=== Data supplied ===
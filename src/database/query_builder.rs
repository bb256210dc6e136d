use serde_json::{Map, Value};

use crate::filter::filter_where::quote_identifier;
use crate::filter::types::SqlResult;
use crate::filter::{FilterError, FilterWhere, PageWindow, Predicate, Projection};

/// Storage-agnostic description of a read (or the row set a write targets).
///
/// Plans are only ever appended to: projections union, predicates conjoin and
/// the pagination window is set once the request has been paginated. A plan
/// handed in by a caller as a base is extended, never replaced.
#[derive(Debug, Clone, PartialEq)]
pub struct QueryPlan {
    table: String,
    projection: Option<Projection>,
    predicates: Vec<Predicate>,
    window: Option<PageWindow>,
}

impl QueryPlan {
    pub fn new(table: impl Into<String>) -> Self {
        Self {
            table: table.into(),
            projection: None,
            predicates: vec![],
            window: None,
        }
    }

    pub fn with_projection(mut self, projection: Projection) -> Self {
        self.projection = Some(match self.projection.take() {
            Some(existing) => existing.union(projection),
            None => projection,
        });
        self
    }

    pub fn with_predicate(mut self, predicate: Predicate) -> Self {
        self.predicates.push(predicate);
        self
    }

    pub fn with_pagination(mut self, window: PageWindow) -> Self {
        self.window = Some(window);
        self
    }

    pub fn table(&self) -> &str {
        &self.table
    }

    pub fn projection(&self) -> &Projection {
        self.projection.as_ref().unwrap_or(&Projection::All)
    }

    /// Conjunction of every predicate appended so far
    pub fn predicate(&self) -> Option<Predicate> {
        Predicate::all(self.predicates.clone())
    }

    pub fn window(&self) -> PageWindow {
        self.window.unwrap_or(PageWindow::Unbounded)
    }

    pub fn to_sql(&self) -> SqlResult {
        let (where_clause, params) = self.where_clause(0);
        let query = [
            format!("SELECT {}", self.projection().to_sql()),
            format!("FROM {}", quote_identifier(&self.table)),
            where_clause,
            self.window().to_sql(),
        ]
        .into_iter()
        .filter(|s| !s.is_empty())
        .collect::<Vec<_>>()
        .join(" ");
        SqlResult { query, params }
    }

    pub fn to_count_sql(&self) -> SqlResult {
        let (where_clause, params) = self.where_clause(0);
        let mut query = format!("SELECT COUNT(*) AS count FROM {}", quote_identifier(&self.table));
        if !where_clause.is_empty() {
            query.push(' ');
            query.push_str(&where_clause);
        }
        SqlResult { query, params }
    }

    /// `UPDATE ... RETURNING` for the plan's predicate. Values are converted
    /// by the database from a single JSON parameter.
    pub fn to_update_sql(&self, patch: &Map<String, Value>) -> Result<SqlResult, FilterError> {
        let predicate = self.require_predicate()?;
        if patch.is_empty() {
            return Err(FilterError::InvalidColumn("update without columns".to_string()));
        }
        let table = quote_identifier(&self.table);
        let columns = column_list(patch);
        let (where_sql, mut where_params) = FilterWhere::generate(&predicate, 1);
        let query = format!(
            "WITH updated AS (UPDATE {table} SET ({columns}) = (SELECT {columns} FROM jsonb_populate_record(NULL::{table}, $1::jsonb)) WHERE {where_sql} RETURNING *) SELECT row_to_json(updated) AS row FROM updated"
        );
        let mut params = vec![Value::Object(patch.clone())];
        params.append(&mut where_params);
        Ok(SqlResult { query, params })
    }

    pub fn to_delete_sql(&self) -> Result<SqlResult, FilterError> {
        let predicate = self.require_predicate()?;
        let (where_sql, params) = FilterWhere::generate(&predicate, 0);
        Ok(SqlResult {
            query: format!("DELETE FROM {} WHERE {}", quote_identifier(&self.table), where_sql),
            params,
        })
    }

    fn where_clause(&self, starting_param_index: usize) -> (String, Vec<Value>) {
        match self.predicate() {
            Some(predicate) => {
                let (sql, params) = FilterWhere::generate(&predicate, starting_param_index);
                (format!("WHERE {}", sql), params)
            }
            None => (String::new(), vec![]),
        }
    }

    fn require_predicate(&self) -> Result<Predicate, FilterError> {
        self.predicate()
            .ok_or_else(|| FilterError::InvalidColumn("write without a row predicate".to_string()))
    }
}

/// `INSERT ... RETURNING` for one row
pub fn insert_sql(table: &str, row: &Map<String, Value>) -> SqlResult {
    let table = quote_identifier(table);
    if row.is_empty() {
        return SqlResult {
            query: format!(
                "WITH inserted AS (INSERT INTO {table} DEFAULT VALUES RETURNING *) SELECT row_to_json(inserted) AS row FROM inserted"
            ),
            params: vec![],
        };
    }
    let columns = column_list(row);
    SqlResult {
        query: format!(
            "WITH inserted AS (INSERT INTO {table} ({columns}) SELECT {columns} FROM jsonb_populate_record(NULL::{table}, $1::jsonb) RETURNING *) SELECT row_to_json(inserted) AS row FROM inserted"
        ),
        params: vec![Value::Object(row.clone())],
    }
}

/// Validate a table name for use as a resource backing table. Names are
/// always quoted, so `-` and spaces between words are accepted.
pub fn validate_table_name(name: &str) -> Result<(), FilterError> {
    let first = match name.chars().next() {
        Some(c) => c,
        None => return Err(FilterError::InvalidTableName("Table name cannot be empty".to_string())),
    };
    let word_char = |c: char| c.is_alphanumeric() || c == '_';
    if !word_char(first) || !name.chars().all(|c| word_char(c) || c == '-' || c == ' ') {
        return Err(FilterError::InvalidTableName(format!("Invalid table name format: {}", name)));
    }
    Ok(())
}

fn column_list(row: &Map<String, Value>) -> String {
    row.keys().map(|c| quote_identifier(c)).collect::<Vec<_>>().join(", ")
}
===
● Task requirements
Go through the material above and set each line down verbatim.

● Solution to this exercise
filename src/database/query_builder.rs
repository bb256210dc6e136d
use serde_json::{Map, Value};

use crate::filter::filter_where::quote_identifier;
use crate::filter::types::SqlResult;
use crate::filter::{FilterError, FilterWhere, PageWindow, Predicate, Projection};

/// Storage-agnostic description of a read (or the row set a write targets).
///
/// Plans are only ever appended to: projections union, predicates conjoin and
/// the pagination window is set once the request has been paginated. A plan
/// handed in by a caller as a base is extended, never replaced.
#[derive(Debug, Clone, PartialEq)]
pub struct QueryPlan {
    table: String,
    projection: Option<Projection>,
    predicates: Vec<Predicate>,
    window: Option<PageWindow>,
}

impl QueryPlan {
    pub fn new(table: impl Into<String>) -> Self {
        Self {
            table: table.into(),
            projection: None,
            predicates: vec![],
            window: None,
        }
    }

    pub fn with_projection(mut self, projection: Projection) -> Self {
        self.projection = Some(match self.projection.take() {
            Some(existing) => existing.union(projection),
            None => projection,
        });
        self
    }

    pub fn with_predicate(mut self, predicate: Predicate) -> Self {
        self.predicates.push(predicate);
        self
    }

    pub fn with_pagination(mut self, window: PageWindow) -> Self {
        self.window = Some(window);
        self
    }

    pub fn table(&self) -> &str {
        &self.table
    }

    pub fn projection(&self) -> &Projection {
        self.projection.as_ref().unwrap_or(&Projection::All)
    }

    /// Conjunction of every predicate appended so far
    pub fn predicate(&self) -> Option<Predicate> {
        Predicate::all(self.predicates.clone())
    }

    pub fn window(&self) -> PageWindow {
        self.window.unwrap_or(PageWindow::Unbounded)
    }

    pub fn to_sql(&self) -> SqlResult {
        let (where_clause, params) = self.where_clause(0);
        let query = [
            format!("SELECT {}", self.projection().to_sql()),
            format!("FROM {}", quote_identifier(&self.table)),
            where_clause,
            self.window().to_sql(),
        ]
        .into_iter()
        .filter(|s| !s.is_empty())
        .collect::<Vec<_>>()
        .join(" ");
        SqlResult { query, params }
    }

    pub fn to_count_sql(&self) -> SqlResult {
        let (where_clause, params) = self.where_clause(0);
        let mut query = format!("SELECT COUNT(*) AS count FROM {}", quote_identifier(&self.table));
        if !where_clause.is_empty() {
            query.push(' ');
            query.push_str(&where_clause);
        }
        SqlResult { query, params }
    }

    /// `UPDATE ... RETURNING` for the plan's predicate. Values are converted
    /// by the database from a single JSON parameter.
    pub fn to_update_sql(&self, patch: &Map<String, Value>) -> Result<SqlResult, FilterError> {
        let predicate = self.require_predicate()?;
        if patch.is_empty() {
            return Err(FilterError::InvalidColumn("update without columns".to_string()));
        }
        let table = quote_identifier(&self.table);
        let columns = column_list(patch);
        let (where_sql, mut where_params) = FilterWhere::generate(&predicate, 1);
        let query = format!(
            "WITH updated AS (UPDATE {table} SET ({columns}) = (SELECT {columns} FROM jsonb_populate_record(NULL::{table}, $1::jsonb)) WHERE {where_sql} RETURNING *) SELECT row_to_json(updated) AS row FROM updated"
        );
        let mut params = vec![Value::Object(patch.clone())];
        params.append(&mut where_params);
        Ok(SqlResult { query, params })
    }

    pub fn to_delete_sql(&self) -> Result<SqlResult, FilterError> {
        let predicate = self.require_predicate()?;
        let (where_sql, params) = FilterWhere::generate(&predicate, 0);
        Ok(SqlResult {
            query: format!("DELETE FROM {} WHERE {}", quote_identifier(&self.table), where_sql),
            params,
        })
    }

    fn where_clause(&self, starting_param_index: usize) -> (String, Vec<Value>) {
        match self.predicate() {
            Some(predicate) => {
                let (sql, params) = FilterWhere::generate(&predicate, starting_param_index);
                (format!("WHERE {}", sql), params)
            }
            None => (String::new(), vec![]),
        }
    }

    fn require_predicate(&self) -> Result<Predicate, FilterError> {
        self.predicate()
            .ok_or_else(|| FilterError::InvalidColumn("write without a row predicate".to_string()))
    }
}

/// `INSERT ... RETURNING` for one row
pub fn insert_sql(table: &str, row: &Map<String, Value>) -> SqlResult {
    let table = quote_identifier(table);
    if row.is_empty() {
        return SqlResult {
            query: format!(
                "WITH inserted AS (INSERT INTO {table} DEFAULT VALUES RETURNING *) SELECT row_to_json(inserted) AS row FROM inserted"
            ),
            params: vec![],
        };
    }
    let columns = column_list(row);
    SqlResult {
        query: format!(
            "WITH inserted AS (INSERT INTO {table} ({columns}) SELECT {columns} FROM jsonb_populate_record(NULL::{table}, $1::jsonb) RETURNING *) SELECT row_to_json(inserted) AS row FROM inserted"
        ),
        params: vec![Value::Object(row.clone())],
    }
}

/// Validate a table name for use as a resource backing table. Names are
/// always quoted, so `-` and spaces between words are accepted.
pub fn validate_table_name(name: &str) -> Result<(), FilterError> {
    let first = match name.chars().next() {
        Some(c) => c,
        None => return Err(FilterError::InvalidTableName("Table name cannot be empty".to_string())),
    };
    let word_char = |c: char| c.is_alphanumeric() || c == '_';
    if !word_char(first) || !name.chars().all(|c| word_char(c) || c == '-' || c == ' ') {
        return Err(FilterError::InvalidTableName(format!("Invalid table name format: {}", name)));
    }
    Ok(())
}

fn column_list(row: &Map<String, Value>) -> String {
    row.keys().map(|c| quote_identifier(c)).collect::<Vec<_>>().join(", ")
}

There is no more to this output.